TASK DESCRIPTION => Beneath this line is the data. Output exactly the lines from the line with "filename xtask/src/test.rs" to the line with "steps.extend(doc);", both ends included, and nothing more.

★ ★ ★ ★ ★

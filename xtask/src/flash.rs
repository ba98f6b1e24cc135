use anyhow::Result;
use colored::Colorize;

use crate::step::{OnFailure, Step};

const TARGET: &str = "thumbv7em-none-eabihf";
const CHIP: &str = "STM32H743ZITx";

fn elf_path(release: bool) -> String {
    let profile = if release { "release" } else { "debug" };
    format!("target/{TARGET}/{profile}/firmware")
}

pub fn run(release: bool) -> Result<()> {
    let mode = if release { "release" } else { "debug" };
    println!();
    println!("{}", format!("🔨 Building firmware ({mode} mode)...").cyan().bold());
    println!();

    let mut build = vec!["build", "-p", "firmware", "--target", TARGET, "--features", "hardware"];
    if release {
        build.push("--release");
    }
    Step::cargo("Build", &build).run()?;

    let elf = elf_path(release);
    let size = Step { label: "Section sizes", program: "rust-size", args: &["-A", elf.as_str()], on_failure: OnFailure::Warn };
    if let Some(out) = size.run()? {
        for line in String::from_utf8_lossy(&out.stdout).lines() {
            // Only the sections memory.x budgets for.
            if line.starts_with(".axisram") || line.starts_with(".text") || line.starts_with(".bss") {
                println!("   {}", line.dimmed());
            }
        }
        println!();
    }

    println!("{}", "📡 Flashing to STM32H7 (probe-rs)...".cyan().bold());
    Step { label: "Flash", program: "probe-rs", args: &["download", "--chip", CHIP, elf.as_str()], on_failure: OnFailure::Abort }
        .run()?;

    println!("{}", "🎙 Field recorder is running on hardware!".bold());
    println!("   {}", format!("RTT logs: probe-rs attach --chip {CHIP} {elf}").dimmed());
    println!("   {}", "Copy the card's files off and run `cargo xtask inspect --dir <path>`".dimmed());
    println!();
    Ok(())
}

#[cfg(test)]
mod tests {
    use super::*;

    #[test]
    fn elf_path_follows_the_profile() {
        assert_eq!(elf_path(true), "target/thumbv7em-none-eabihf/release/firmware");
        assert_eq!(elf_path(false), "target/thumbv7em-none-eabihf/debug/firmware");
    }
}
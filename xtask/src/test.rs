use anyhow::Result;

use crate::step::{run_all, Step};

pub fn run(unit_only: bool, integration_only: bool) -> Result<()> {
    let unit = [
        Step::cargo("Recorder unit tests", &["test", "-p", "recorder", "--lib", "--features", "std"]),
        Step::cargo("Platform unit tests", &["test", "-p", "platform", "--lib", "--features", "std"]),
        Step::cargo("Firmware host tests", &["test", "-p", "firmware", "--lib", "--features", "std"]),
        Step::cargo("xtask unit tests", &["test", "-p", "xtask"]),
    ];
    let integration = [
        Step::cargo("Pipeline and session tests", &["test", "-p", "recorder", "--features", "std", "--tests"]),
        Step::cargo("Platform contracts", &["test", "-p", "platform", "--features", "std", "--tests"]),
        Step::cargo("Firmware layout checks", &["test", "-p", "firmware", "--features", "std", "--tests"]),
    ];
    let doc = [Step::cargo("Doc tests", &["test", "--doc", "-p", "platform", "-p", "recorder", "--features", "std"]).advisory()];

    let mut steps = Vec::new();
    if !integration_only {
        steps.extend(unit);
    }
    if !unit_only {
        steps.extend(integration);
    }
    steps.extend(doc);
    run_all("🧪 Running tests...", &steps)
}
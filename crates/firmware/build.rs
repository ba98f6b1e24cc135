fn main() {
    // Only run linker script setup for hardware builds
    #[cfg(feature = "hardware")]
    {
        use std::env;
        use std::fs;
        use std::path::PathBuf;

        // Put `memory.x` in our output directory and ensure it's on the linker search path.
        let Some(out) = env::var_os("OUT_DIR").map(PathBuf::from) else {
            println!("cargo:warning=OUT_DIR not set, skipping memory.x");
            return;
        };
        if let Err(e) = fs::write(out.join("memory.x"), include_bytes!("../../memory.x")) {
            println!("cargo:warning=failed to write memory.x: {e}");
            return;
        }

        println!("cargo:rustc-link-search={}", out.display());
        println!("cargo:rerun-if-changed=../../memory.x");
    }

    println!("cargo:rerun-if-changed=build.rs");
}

★ ★ ★ ★ ★

WRITTEN ANSWER =>
filename xtask/src/test.rs
use anyhow::Result;

use crate::step::{run_all, Step};

pub fn run(unit_only: bool, integration_only: bool) -> Result<()> {
    let unit = [
        Step::cargo("Recorder unit tests", &["test", "-p", "recorder", "--lib", "--features", "std"]),
        Step::cargo("Platform unit tests", &["test", "-p", "platform", "--lib", "--features", "std"]),
        Step::cargo("Firmware host tests", &["test", "-p", "firmware", "--lib", "--features", "std"]),
        Step::cargo("xtask unit tests", &["test", "-p", "xtask"]),
    ];
    let integration = [
        Step::cargo("Pipeline and session tests", &["test", "-p", "recorder", "--features", "std", "--tests"]),
        Step::cargo("Platform contracts", &["test", "-p", "platform", "--features", "std", "--tests"]),
        Step::cargo("Firmware layout checks", &["test", "-p", "firmware", "--features", "std", "--tests"]),
    ];
    let doc = [Step::cargo("Doc tests", &["test", "--doc", "-p", "platform", "-p", "recorder", "--features", "std"]).advisory()];

    let mut steps = Vec::new();
    if !integration_only {
        steps.extend(unit);
    }
    if !unit_only {
        steps.extend(integration);
    }
    steps.extend(doc);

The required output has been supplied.